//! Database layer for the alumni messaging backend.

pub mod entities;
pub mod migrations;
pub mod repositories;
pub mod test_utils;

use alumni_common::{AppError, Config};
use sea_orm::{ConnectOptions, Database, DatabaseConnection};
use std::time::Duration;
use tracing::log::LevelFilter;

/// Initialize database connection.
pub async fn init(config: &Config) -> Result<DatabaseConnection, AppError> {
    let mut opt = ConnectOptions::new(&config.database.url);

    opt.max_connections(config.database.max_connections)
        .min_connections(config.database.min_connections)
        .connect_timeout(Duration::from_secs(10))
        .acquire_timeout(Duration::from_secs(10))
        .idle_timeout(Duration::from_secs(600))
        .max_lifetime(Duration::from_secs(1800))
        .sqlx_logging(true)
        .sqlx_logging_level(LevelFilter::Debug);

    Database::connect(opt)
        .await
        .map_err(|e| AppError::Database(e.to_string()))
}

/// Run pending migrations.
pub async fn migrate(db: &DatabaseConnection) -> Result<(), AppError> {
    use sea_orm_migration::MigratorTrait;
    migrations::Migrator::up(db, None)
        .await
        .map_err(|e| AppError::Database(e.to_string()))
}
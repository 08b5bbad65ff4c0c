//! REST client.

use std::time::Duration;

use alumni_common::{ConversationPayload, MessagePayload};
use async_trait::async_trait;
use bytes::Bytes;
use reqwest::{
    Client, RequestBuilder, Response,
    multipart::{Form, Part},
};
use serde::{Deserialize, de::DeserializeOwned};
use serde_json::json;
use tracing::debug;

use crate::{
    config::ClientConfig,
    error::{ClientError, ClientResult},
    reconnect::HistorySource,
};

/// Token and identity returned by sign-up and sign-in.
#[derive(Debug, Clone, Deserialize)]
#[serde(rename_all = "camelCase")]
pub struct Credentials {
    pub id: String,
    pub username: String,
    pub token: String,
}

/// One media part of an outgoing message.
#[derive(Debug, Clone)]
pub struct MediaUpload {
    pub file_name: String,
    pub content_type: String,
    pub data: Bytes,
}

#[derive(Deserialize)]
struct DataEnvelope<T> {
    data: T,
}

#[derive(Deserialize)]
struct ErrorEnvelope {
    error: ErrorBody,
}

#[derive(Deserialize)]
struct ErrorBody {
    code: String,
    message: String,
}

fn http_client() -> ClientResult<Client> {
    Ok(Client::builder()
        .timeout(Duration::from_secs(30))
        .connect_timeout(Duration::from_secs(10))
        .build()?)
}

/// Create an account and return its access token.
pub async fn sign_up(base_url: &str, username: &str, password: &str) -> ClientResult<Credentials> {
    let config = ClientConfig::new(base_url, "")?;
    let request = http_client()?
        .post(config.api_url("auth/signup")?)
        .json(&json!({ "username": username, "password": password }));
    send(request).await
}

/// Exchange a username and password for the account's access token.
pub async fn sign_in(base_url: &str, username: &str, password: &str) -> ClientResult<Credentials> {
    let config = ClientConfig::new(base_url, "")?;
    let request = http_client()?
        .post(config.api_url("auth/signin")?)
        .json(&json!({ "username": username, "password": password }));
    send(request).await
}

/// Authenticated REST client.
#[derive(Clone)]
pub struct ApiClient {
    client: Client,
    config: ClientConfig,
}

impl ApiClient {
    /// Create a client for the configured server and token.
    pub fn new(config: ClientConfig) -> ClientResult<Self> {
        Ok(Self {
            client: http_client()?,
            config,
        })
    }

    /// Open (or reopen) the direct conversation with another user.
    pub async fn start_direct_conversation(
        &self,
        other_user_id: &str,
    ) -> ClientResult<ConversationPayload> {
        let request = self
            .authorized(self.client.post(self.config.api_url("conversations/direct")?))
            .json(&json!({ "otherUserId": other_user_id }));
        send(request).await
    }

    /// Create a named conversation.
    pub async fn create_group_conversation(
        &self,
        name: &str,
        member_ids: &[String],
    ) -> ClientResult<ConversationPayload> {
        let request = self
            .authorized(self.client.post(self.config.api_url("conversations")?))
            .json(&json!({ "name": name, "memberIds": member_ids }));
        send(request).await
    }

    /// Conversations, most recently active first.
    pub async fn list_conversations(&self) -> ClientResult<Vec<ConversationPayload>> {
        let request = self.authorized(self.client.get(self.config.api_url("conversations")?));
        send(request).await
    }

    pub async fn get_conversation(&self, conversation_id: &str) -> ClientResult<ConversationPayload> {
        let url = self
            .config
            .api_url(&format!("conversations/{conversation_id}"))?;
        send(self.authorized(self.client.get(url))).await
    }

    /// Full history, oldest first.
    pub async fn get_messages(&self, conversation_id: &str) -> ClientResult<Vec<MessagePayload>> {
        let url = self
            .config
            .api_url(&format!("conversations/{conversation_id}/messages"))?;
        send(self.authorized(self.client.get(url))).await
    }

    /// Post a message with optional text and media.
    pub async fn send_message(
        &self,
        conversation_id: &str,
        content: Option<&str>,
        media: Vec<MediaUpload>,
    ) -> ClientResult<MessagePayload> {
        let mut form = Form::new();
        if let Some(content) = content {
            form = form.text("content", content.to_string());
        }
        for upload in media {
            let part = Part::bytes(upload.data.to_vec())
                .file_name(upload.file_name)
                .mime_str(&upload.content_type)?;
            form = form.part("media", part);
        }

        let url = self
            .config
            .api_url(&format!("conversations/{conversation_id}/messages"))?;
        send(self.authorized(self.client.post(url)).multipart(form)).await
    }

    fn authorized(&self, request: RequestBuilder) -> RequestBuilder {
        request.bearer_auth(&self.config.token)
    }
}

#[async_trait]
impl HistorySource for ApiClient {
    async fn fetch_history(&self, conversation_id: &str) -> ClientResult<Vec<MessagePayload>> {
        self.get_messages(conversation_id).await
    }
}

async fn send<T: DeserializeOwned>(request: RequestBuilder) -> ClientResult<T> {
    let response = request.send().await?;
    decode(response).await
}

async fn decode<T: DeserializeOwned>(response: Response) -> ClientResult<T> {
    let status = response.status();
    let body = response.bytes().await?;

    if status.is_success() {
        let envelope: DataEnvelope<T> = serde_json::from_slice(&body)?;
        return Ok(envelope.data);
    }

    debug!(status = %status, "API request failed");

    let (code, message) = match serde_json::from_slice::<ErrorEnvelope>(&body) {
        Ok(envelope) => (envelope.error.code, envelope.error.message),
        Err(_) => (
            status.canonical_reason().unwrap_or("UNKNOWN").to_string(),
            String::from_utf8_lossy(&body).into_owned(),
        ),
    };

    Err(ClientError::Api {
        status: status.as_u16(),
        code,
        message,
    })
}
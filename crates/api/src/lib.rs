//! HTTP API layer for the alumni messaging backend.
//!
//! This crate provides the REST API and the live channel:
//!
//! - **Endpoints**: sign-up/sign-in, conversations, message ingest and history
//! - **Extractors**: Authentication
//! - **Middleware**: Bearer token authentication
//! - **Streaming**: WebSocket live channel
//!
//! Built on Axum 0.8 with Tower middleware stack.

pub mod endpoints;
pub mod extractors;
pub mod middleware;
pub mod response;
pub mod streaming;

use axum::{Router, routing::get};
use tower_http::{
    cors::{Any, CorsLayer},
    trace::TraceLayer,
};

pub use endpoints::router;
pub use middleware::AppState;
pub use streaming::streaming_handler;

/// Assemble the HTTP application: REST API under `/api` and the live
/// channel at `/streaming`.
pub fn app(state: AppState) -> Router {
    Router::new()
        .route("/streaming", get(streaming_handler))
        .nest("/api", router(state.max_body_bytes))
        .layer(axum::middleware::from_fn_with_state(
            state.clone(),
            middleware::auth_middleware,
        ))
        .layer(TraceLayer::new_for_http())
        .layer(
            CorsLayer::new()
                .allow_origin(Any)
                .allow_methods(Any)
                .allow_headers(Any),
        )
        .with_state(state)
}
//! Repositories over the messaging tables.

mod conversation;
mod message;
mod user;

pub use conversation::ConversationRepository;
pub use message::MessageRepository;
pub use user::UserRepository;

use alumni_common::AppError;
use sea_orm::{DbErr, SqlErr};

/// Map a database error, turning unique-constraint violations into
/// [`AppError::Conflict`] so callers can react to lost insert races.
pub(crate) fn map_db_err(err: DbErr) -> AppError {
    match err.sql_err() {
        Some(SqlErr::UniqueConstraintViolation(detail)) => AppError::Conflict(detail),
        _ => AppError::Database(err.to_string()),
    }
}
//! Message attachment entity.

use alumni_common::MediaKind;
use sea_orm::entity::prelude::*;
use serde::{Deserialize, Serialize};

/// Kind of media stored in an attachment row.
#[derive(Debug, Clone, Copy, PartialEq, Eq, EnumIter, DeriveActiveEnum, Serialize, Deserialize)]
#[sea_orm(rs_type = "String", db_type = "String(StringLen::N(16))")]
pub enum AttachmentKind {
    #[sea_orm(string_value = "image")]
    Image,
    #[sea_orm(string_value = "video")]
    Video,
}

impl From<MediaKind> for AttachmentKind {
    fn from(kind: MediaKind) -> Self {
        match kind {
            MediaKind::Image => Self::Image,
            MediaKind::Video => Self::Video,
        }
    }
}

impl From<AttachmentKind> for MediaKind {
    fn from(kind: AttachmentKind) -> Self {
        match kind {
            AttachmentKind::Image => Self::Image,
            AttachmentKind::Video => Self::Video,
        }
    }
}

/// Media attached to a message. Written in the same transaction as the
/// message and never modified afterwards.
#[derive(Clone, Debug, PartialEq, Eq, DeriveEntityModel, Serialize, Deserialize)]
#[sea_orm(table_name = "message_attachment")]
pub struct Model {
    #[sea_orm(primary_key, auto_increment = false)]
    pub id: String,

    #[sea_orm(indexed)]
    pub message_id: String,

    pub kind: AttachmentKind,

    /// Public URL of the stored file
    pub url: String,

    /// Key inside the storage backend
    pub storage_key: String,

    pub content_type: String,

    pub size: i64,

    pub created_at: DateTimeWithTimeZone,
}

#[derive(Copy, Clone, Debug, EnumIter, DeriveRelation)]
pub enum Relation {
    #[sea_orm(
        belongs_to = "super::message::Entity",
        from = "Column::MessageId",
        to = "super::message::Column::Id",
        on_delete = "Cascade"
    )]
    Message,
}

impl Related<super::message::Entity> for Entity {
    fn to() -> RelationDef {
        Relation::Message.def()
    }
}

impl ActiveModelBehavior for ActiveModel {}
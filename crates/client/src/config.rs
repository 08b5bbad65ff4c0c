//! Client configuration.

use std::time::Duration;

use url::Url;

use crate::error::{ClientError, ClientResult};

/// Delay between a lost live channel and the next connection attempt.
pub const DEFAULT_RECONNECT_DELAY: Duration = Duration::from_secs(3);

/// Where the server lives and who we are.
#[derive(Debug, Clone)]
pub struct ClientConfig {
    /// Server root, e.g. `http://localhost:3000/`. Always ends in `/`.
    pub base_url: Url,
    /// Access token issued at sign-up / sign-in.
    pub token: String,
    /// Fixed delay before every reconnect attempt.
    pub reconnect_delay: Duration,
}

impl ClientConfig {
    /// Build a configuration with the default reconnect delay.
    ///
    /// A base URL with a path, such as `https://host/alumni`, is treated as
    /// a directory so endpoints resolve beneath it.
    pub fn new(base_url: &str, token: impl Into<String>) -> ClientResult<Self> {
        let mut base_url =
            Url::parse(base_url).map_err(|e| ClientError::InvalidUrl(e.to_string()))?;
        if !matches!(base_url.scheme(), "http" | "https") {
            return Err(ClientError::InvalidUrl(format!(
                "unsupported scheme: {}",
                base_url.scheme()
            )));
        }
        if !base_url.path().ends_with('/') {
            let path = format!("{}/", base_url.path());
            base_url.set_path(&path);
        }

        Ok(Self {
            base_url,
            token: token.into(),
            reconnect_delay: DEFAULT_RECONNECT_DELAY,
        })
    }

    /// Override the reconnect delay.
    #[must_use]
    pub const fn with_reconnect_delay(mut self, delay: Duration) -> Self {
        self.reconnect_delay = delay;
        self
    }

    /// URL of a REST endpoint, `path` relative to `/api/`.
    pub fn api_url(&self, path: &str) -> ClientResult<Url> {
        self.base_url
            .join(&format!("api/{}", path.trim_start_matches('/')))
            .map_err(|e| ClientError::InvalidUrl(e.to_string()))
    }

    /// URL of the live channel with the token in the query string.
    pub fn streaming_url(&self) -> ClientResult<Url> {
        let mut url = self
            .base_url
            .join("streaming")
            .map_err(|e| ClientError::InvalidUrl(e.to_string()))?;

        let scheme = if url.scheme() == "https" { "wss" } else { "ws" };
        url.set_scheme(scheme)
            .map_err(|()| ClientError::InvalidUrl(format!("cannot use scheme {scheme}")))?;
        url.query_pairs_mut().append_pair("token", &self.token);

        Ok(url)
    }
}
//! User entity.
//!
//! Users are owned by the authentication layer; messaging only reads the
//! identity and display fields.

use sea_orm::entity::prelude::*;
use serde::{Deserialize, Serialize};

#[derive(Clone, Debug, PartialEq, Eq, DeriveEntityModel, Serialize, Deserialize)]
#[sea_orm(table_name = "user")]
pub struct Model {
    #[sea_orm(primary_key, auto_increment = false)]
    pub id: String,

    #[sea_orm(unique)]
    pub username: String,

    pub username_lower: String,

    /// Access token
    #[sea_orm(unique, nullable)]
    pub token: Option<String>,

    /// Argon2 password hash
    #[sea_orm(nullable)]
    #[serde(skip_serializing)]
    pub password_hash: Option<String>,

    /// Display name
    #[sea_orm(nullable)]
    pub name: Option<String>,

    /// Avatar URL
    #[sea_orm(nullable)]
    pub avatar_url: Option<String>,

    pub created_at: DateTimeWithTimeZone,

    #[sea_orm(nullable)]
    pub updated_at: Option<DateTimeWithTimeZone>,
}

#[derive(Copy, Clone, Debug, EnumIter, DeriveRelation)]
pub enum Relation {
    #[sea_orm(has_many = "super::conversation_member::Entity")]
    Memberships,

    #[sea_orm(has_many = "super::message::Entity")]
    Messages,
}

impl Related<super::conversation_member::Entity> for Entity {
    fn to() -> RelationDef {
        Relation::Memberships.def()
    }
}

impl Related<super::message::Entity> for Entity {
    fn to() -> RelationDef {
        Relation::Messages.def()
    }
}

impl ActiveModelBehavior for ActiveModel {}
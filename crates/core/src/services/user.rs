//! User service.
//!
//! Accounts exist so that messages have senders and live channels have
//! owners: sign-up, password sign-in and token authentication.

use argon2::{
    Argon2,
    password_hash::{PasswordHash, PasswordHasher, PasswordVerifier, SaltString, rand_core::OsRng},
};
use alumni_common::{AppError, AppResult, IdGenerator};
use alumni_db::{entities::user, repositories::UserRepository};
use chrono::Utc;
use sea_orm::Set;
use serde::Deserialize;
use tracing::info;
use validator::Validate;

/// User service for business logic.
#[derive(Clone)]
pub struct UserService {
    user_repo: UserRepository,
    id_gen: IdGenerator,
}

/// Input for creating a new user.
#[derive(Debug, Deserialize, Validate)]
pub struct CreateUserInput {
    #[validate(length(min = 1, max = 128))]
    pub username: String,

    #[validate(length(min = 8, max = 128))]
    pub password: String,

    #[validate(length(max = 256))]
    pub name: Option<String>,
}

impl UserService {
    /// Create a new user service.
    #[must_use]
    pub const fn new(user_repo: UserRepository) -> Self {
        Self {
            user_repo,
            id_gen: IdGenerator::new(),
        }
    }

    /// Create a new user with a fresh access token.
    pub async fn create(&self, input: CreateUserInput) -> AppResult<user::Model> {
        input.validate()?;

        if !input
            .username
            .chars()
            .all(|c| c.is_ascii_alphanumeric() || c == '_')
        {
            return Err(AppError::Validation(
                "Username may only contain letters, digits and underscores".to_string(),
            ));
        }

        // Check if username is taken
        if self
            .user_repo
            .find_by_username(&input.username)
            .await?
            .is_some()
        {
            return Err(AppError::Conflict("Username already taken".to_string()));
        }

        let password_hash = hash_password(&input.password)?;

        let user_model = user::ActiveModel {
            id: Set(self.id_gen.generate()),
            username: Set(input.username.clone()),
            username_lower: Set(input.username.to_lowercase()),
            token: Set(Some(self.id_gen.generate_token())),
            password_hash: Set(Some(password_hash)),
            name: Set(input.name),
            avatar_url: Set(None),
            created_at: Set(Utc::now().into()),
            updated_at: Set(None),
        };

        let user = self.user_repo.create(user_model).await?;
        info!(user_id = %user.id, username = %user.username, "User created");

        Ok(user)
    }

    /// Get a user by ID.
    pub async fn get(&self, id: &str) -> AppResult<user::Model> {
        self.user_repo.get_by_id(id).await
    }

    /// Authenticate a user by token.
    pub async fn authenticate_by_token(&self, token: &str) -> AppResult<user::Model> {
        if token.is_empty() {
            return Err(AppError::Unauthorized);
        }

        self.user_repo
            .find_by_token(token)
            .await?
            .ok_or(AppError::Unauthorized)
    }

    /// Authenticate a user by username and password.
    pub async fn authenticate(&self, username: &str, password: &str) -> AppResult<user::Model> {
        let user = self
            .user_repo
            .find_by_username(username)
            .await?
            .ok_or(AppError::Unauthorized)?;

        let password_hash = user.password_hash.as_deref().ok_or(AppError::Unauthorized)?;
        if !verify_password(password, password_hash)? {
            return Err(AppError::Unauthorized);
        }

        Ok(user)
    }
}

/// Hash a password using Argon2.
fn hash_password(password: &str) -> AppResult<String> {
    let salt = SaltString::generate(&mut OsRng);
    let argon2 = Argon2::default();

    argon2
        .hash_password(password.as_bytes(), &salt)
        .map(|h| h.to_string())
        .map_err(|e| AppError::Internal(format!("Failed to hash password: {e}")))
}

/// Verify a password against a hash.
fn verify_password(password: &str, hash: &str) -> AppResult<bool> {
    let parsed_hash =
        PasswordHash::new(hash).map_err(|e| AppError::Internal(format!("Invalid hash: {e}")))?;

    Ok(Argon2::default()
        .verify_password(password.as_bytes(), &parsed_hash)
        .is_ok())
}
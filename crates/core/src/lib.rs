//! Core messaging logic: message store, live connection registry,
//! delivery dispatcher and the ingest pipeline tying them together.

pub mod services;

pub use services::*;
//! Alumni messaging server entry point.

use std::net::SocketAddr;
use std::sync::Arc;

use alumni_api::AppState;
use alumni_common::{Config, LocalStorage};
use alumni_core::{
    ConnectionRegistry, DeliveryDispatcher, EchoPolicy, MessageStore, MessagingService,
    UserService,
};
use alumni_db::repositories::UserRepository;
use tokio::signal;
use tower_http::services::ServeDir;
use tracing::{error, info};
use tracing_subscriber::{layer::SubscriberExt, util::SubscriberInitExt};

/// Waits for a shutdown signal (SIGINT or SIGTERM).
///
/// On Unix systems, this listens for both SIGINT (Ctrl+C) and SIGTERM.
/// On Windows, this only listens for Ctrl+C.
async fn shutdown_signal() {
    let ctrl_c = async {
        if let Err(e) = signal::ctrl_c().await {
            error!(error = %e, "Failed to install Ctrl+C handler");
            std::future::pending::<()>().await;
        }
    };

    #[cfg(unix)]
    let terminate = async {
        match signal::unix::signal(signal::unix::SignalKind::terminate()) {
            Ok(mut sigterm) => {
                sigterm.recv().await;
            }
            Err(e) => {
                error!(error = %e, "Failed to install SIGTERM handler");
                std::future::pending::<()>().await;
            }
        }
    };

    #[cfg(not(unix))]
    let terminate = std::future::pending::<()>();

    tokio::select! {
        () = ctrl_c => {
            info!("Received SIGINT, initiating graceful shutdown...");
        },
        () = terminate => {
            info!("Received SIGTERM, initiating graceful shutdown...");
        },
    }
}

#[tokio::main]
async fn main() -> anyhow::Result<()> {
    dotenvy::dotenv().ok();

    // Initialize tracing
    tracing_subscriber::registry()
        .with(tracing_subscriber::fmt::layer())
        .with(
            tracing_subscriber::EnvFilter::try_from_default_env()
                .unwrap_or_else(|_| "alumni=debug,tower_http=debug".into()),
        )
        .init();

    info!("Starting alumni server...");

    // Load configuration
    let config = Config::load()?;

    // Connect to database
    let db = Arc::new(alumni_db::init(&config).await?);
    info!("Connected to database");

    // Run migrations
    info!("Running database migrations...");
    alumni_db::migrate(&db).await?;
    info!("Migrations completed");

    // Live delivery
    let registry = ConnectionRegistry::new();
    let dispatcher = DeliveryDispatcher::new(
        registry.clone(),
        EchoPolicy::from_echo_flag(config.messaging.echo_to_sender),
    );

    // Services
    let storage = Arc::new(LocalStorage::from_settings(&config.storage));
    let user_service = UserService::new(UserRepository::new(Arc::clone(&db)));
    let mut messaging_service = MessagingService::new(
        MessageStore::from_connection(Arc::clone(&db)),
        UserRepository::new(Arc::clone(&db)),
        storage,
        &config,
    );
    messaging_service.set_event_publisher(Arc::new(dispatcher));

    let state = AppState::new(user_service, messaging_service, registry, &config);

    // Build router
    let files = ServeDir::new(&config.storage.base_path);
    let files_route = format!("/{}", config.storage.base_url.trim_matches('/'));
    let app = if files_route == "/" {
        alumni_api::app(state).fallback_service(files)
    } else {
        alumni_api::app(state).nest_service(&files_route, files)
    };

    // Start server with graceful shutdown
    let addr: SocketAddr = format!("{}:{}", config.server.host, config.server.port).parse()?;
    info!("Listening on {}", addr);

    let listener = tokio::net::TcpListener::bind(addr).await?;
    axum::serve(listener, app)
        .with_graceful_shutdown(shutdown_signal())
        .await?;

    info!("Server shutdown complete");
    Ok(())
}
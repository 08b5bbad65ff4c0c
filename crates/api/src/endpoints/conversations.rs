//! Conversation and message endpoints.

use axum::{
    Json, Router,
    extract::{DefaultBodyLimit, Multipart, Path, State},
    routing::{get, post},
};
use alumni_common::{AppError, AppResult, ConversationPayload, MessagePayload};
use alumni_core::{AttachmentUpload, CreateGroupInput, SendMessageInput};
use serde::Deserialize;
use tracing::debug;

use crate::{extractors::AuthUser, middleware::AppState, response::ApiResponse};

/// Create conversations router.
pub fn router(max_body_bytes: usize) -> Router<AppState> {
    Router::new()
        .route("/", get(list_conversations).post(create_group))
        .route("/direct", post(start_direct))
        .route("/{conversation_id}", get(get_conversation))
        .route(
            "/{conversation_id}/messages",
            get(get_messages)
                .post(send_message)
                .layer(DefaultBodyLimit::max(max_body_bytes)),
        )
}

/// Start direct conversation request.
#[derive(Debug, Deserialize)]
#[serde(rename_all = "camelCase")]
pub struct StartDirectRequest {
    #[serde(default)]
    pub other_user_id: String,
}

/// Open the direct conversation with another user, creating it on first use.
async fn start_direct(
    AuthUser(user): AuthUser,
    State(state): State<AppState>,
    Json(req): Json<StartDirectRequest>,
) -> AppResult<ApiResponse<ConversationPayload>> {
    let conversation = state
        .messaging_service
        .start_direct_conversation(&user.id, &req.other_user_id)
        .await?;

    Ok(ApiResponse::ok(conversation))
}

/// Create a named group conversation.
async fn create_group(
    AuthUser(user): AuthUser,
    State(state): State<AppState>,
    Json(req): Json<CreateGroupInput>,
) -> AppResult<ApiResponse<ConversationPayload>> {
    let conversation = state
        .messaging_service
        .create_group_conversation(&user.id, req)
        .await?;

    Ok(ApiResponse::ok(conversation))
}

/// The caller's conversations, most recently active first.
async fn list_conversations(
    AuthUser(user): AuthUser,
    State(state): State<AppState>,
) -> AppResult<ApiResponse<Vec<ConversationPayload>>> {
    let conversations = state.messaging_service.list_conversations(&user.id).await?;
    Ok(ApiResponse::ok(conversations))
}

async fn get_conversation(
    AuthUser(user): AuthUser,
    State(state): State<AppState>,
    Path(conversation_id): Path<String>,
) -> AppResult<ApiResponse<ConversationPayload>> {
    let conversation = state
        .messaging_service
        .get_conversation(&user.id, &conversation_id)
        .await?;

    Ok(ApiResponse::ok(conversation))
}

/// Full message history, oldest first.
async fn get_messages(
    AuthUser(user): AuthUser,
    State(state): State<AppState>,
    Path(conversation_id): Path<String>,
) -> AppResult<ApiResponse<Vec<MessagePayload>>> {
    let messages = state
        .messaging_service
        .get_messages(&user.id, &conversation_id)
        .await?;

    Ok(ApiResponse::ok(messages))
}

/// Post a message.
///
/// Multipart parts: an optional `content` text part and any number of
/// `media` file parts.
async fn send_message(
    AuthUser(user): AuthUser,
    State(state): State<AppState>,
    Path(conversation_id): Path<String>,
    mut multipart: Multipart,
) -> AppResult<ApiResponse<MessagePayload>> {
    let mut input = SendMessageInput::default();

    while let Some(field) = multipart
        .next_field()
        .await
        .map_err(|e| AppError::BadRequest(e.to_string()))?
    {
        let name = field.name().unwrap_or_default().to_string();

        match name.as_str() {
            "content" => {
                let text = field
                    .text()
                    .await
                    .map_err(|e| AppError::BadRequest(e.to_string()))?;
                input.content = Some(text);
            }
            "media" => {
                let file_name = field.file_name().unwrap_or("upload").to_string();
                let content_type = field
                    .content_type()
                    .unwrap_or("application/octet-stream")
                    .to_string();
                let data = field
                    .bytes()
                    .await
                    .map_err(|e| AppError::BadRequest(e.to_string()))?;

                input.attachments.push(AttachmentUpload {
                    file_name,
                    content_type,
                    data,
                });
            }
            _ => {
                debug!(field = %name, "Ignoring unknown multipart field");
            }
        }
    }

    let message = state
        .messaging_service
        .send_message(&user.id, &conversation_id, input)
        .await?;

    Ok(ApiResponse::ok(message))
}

---

[Directions] Everything from the line with "Ok(Argon2::default()" through the line with "messaging logic: message" should be written out exactly as it appears above, end lines included, and nothing outside that range.

[Solution]
    Ok(Argon2::default()
        .verify_password(password.as_bytes(), &parsed_hash)
        .is_ok())
}
filename crates/core/src/lib.rs
//! Core messaging logic: message store, live connection registry,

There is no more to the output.